> [ACTIVITY]: Show each line from the records below in which the word "tracing" occurs.

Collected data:
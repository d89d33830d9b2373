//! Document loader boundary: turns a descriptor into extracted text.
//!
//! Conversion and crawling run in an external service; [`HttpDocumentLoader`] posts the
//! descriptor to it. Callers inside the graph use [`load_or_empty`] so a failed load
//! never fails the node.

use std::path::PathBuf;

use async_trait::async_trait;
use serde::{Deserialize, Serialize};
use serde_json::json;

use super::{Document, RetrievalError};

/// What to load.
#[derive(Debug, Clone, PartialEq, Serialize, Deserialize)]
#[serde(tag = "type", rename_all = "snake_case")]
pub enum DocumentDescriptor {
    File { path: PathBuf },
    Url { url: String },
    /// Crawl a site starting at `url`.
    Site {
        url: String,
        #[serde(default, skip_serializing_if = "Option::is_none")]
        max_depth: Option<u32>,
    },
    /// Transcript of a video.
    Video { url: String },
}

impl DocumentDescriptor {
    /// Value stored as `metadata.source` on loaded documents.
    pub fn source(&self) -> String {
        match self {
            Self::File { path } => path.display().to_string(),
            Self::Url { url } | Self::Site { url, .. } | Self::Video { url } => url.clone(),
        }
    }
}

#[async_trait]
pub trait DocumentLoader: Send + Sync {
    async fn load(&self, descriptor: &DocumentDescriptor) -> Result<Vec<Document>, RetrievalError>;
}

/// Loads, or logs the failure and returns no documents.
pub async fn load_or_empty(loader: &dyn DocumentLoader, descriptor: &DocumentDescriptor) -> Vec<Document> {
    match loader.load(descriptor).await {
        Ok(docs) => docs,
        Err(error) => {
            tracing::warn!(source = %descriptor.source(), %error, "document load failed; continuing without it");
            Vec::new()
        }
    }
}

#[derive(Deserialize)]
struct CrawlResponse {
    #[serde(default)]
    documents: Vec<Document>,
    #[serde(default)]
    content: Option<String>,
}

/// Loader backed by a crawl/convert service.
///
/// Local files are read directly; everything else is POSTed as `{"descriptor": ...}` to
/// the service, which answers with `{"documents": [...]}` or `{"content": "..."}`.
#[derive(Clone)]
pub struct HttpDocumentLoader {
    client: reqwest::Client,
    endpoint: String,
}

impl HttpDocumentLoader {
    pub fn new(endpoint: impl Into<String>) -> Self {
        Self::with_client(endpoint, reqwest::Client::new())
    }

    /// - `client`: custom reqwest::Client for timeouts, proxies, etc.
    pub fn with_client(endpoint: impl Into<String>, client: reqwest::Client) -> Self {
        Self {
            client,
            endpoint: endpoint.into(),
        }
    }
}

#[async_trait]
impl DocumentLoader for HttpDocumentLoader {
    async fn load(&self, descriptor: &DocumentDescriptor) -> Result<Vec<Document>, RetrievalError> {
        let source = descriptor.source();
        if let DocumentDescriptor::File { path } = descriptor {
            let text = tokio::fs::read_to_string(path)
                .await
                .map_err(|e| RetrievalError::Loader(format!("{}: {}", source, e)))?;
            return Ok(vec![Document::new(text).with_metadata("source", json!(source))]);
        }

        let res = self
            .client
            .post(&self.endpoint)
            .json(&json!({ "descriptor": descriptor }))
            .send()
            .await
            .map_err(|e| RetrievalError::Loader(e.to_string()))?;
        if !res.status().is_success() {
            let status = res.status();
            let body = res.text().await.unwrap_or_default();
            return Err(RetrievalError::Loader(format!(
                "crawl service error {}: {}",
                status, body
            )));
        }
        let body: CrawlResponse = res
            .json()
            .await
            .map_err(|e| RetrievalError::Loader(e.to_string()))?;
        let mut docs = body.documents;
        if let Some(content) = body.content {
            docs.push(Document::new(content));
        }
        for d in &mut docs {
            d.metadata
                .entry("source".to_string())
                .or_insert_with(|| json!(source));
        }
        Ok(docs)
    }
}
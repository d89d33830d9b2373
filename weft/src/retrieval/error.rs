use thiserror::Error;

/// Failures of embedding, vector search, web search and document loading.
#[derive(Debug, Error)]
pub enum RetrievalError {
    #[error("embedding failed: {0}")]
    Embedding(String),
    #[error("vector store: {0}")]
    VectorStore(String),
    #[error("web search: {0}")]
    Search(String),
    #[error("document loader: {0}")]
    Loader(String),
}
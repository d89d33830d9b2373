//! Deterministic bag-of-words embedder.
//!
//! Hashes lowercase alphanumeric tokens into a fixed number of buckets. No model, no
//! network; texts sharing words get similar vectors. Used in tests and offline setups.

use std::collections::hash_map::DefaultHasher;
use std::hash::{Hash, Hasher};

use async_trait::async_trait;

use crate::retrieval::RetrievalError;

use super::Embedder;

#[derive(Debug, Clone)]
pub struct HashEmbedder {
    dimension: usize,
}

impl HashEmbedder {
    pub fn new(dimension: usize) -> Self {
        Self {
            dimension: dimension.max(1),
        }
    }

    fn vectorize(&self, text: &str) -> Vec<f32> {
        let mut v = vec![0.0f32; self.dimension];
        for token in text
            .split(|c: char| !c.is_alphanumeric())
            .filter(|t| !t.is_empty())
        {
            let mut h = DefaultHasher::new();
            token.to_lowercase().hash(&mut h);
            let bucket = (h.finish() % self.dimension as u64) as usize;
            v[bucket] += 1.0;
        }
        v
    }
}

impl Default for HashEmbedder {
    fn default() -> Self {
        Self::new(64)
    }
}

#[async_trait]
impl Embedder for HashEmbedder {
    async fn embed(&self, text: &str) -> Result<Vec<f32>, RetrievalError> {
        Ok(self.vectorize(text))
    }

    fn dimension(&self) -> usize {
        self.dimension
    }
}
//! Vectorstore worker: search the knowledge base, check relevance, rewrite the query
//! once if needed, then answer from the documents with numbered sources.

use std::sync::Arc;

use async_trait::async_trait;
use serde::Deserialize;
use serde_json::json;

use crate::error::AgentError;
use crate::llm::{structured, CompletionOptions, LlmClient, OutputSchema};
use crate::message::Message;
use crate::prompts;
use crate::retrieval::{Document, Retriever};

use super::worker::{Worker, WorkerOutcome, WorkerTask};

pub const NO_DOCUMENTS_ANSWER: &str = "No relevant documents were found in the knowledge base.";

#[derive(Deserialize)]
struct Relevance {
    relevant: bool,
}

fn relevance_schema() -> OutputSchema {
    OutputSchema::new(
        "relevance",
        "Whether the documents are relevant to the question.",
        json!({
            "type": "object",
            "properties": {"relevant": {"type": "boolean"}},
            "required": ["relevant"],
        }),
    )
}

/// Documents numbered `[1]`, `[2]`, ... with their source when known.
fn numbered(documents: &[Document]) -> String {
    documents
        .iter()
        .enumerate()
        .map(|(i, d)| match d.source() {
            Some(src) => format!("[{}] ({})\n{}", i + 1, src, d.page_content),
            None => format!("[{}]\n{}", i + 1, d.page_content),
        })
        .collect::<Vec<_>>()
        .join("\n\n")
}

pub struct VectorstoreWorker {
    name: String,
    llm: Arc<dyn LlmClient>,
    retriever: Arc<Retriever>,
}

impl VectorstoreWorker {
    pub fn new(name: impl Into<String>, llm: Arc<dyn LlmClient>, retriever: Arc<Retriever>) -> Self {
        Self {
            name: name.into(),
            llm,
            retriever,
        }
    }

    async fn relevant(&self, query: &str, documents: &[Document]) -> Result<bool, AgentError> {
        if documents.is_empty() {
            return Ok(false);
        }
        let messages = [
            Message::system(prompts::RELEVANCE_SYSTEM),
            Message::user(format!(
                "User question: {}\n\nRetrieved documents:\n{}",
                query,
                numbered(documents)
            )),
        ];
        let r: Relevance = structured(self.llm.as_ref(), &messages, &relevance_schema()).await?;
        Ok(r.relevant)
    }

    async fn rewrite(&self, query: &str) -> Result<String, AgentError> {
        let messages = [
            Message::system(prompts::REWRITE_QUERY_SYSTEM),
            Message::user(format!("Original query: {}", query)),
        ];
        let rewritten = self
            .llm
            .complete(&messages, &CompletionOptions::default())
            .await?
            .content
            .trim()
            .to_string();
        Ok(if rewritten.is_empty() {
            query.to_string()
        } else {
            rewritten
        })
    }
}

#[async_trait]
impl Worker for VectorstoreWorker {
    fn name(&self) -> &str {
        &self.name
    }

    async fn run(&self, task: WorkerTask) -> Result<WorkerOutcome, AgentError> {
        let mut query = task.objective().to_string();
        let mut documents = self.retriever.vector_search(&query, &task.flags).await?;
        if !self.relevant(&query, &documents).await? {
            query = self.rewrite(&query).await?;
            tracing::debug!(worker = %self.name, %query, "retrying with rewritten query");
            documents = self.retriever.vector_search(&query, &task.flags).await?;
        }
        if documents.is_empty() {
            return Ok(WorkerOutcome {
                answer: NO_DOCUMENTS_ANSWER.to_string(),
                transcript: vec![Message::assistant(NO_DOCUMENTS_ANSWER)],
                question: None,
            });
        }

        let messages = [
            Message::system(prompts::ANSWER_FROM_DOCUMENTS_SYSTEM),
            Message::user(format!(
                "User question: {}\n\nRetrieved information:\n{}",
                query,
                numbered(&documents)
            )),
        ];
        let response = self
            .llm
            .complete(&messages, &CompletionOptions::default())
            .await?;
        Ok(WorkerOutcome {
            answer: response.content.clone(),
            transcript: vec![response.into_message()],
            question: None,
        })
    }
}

> [RESPONSE FOR THIS EXERCISE]:
            tracing::warn!(source = %descriptor.source(), %error, "document load failed; continuing without it");
            tracing::debug!(worker = %self.name, %query, "retrying with rewritten query");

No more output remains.